- What the task asks
Give the listing again in full, exactly as written.

*** Opening Dataset content ***

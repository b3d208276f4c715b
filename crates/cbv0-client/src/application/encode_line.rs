//! Turns a legacy command line into the frames that carry it.
//!
//! # Typed or raw?
//!
//! A line whose tokens all have a typed equivalent is sent as one typed frame
//! per token.  A line with any token that has none (`WAIT_n`, resets, a token
//! that does not parse) is sent whole, as a single raw frame of type
//! [`LEGACY_TEXT_KIND`], and the bridge runs it through its legacy text
//! interpreter.  Splitting such a line would lose the timing that `WAIT_n`
//! imposes on the tokens after it.

use cbv0_core::protocol::{encode_payload, LEGACY_TEXT_KIND};
use cbv0_core::semantics::translate;
use cbv0_core::{parse_token, tokenize_line, Command, FrameEncoder, PayloadError};
use tracing::debug;

/// How a line will be transmitted.
#[derive(Debug, Clone, PartialEq, Eq)]
pub enum LinePlan {
    /// One typed frame per command, in order.
    Typed(Vec<Command>),
    /// The whole line as one legacy-text frame.
    Raw(String),
    /// Nothing to send.
    Empty,
}

/// Decides how `line` is transmitted.
pub fn plan_line(line: &str) -> LinePlan {
    let tokens = tokenize_line(line);
    if tokens.is_empty() {
        return LinePlan::Empty;
    }

    let commands: Option<Vec<Command>> = tokens
        .iter()
        .map(|raw| parse_token(raw).ok().and_then(|token| translate(&token)))
        .collect();

    match commands {
        Some(commands) => LinePlan::Typed(commands),
        None => {
            debug!(line, "line has untranslatable tokens; sending raw");
            LinePlan::Raw(line.trim().to_string())
        }
    }
}

/// Frame builder for one client.  Shares one sequence counter across every
/// frame it produces.
#[derive(Debug, Default)]
pub struct ClientEncoder {
    frames: FrameEncoder,
}

impl ClientEncoder {
    pub fn new() -> Self {
        Self::default()
    }

    /// Encodes one typed command.
    ///
    /// # Errors
    ///
    /// Returns [`PayloadError`] for key names that cannot be carried in a
    /// KEY payload.
    pub fn encode_command(&self, cmd: &Command) -> Result<Vec<u8>, PayloadError> {
        self.frames.encode(cmd)
    }

    /// Wraps `line` unchanged in a legacy-text frame.
    pub fn encode_raw_line(&self, line: &str) -> Vec<u8> {
        self.frames.encode_raw(LEGACY_TEXT_KIND, line.as_bytes().to_vec())
    }

    /// Encodes `line` by the typed-or-raw rule.
    ///
    /// A typed command that fails to encode (an over-long key name) sends
    /// the line raw instead, so the frames of one line are never partial.
    pub fn encode_line(&self, line: &str) -> Vec<Vec<u8>> {
        match plan_line(line) {
            LinePlan::Empty => Vec::new(),
            LinePlan::Raw(text) => vec![self.encode_raw_line(&text)],
            LinePlan::Typed(commands) => {
                let payloads: Result<Vec<(u8, Vec<u8>)>, PayloadError> = commands
                    .iter()
                    .map(|cmd| Ok((cmd.message_type() as u8, encode_payload(cmd)?)))
                    .collect();
                match payloads {
                    Ok(payloads) => payloads
                        .into_iter()
                        .map(|(kind, payload)| self.frames.encode_raw(kind, payload))
                        .collect(),
                    Err(e) => {
                        debug!("typed encoding failed ({e}); sending raw");
                        vec![self.encode_raw_line(line.trim())]
                    }
                }
            }
        }
    }

    /// The sequence number the next frame will carry.
    pub fn next_sequence(&self) -> u16 {
        self.frames.next_sequence()
    }
}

*** Closing Dataset content ***

- Exercise result
repository b3d208276f4c715b
filename crates/cbv0-client/src/application/encode_line.rs
//! Turns a legacy command line into the frames that carry it.
//!
//! # Typed or raw?
//!
//! A line whose tokens all have a typed equivalent is sent as one typed frame
//! per token.  A line with any token that has none (`WAIT_n`, resets, a token
//! that does not parse) is sent whole, as a single raw frame of type
//! [`LEGACY_TEXT_KIND`], and the bridge runs it through its legacy text
//! interpreter.  Splitting such a line would lose the timing that `WAIT_n`
//! imposes on the tokens after it.

use cbv0_core::protocol::{encode_payload, LEGACY_TEXT_KIND};
use cbv0_core::semantics::translate;
use cbv0_core::{parse_token, tokenize_line, Command, FrameEncoder, PayloadError};
use tracing::debug;

/// How a line will be transmitted.
#[derive(Debug, Clone, PartialEq, Eq)]
pub enum LinePlan {
    /// One typed frame per command, in order.
    Typed(Vec<Command>),
    /// The whole line as one legacy-text frame.
    Raw(String),
    /// Nothing to send.
    Empty,
}

/// Decides how `line` is transmitted.
pub fn plan_line(line: &str) -> LinePlan {
    let tokens = tokenize_line(line);
    if tokens.is_empty() {
        return LinePlan::Empty;
    }

    let commands: Option<Vec<Command>> = tokens
        .iter()
        .map(|raw| parse_token(raw).ok().and_then(|token| translate(&token)))
        .collect();

    match commands {
        Some(commands) => LinePlan::Typed(commands),
        None => {
            debug!(line, "line has untranslatable tokens; sending raw");
            LinePlan::Raw(line.trim().to_string())
        }
    }
}

/// Frame builder for one client.  Shares one sequence counter across every
/// frame it produces.
#[derive(Debug, Default)]
pub struct ClientEncoder {
    frames: FrameEncoder,
}

impl ClientEncoder {
    pub fn new() -> Self {
        Self::default()
    }

    /// Encodes one typed command.
    ///
    /// # Errors
    ///
    /// Returns [`PayloadError`] for key names that cannot be carried in a
    /// KEY payload.
    pub fn encode_command(&self, cmd: &Command) -> Result<Vec<u8>, PayloadError> {
        self.frames.encode(cmd)
    }

    /// Wraps `line` unchanged in a legacy-text frame.
    pub fn encode_raw_line(&self, line: &str) -> Vec<u8> {
        self.frames.encode_raw(LEGACY_TEXT_KIND, line.as_bytes().to_vec())
    }

    /// Encodes `line` by the typed-or-raw rule.
    ///
    /// A typed command that fails to encode (an over-long key name) sends
    /// the line raw instead, so the frames of one line are never partial.
    pub fn encode_line(&self, line: &str) -> Vec<Vec<u8>> {
        match plan_line(line) {
            LinePlan::Empty => Vec::new(),
            LinePlan::Raw(text) => vec![self.encode_raw_line(&text)],
            LinePlan::Typed(commands) => {
                let payloads: Result<Vec<(u8, Vec<u8>)>, PayloadError> = commands
                    .iter()
                    .map(|cmd| Ok((cmd.message_type() as u8, encode_payload(cmd)?)))
                    .collect();
                match payloads {
                    Ok(payloads) => payloads
                        .into_iter()
                        .map(|(kind, payload)| self.frames.encode_raw(kind, payload))
                        .collect(),
                    Err(e) => {
                        debug!("typed encoding failed ({e}); sending raw");
                        vec![self.encode_raw_line(line.trim())]
                    }
                }
            }
        }
    }

    /// The sequence number the next frame will carry.
    pub fn next_sequence(&self) -> u16 {
        self.frames.next_sequence()
    }
}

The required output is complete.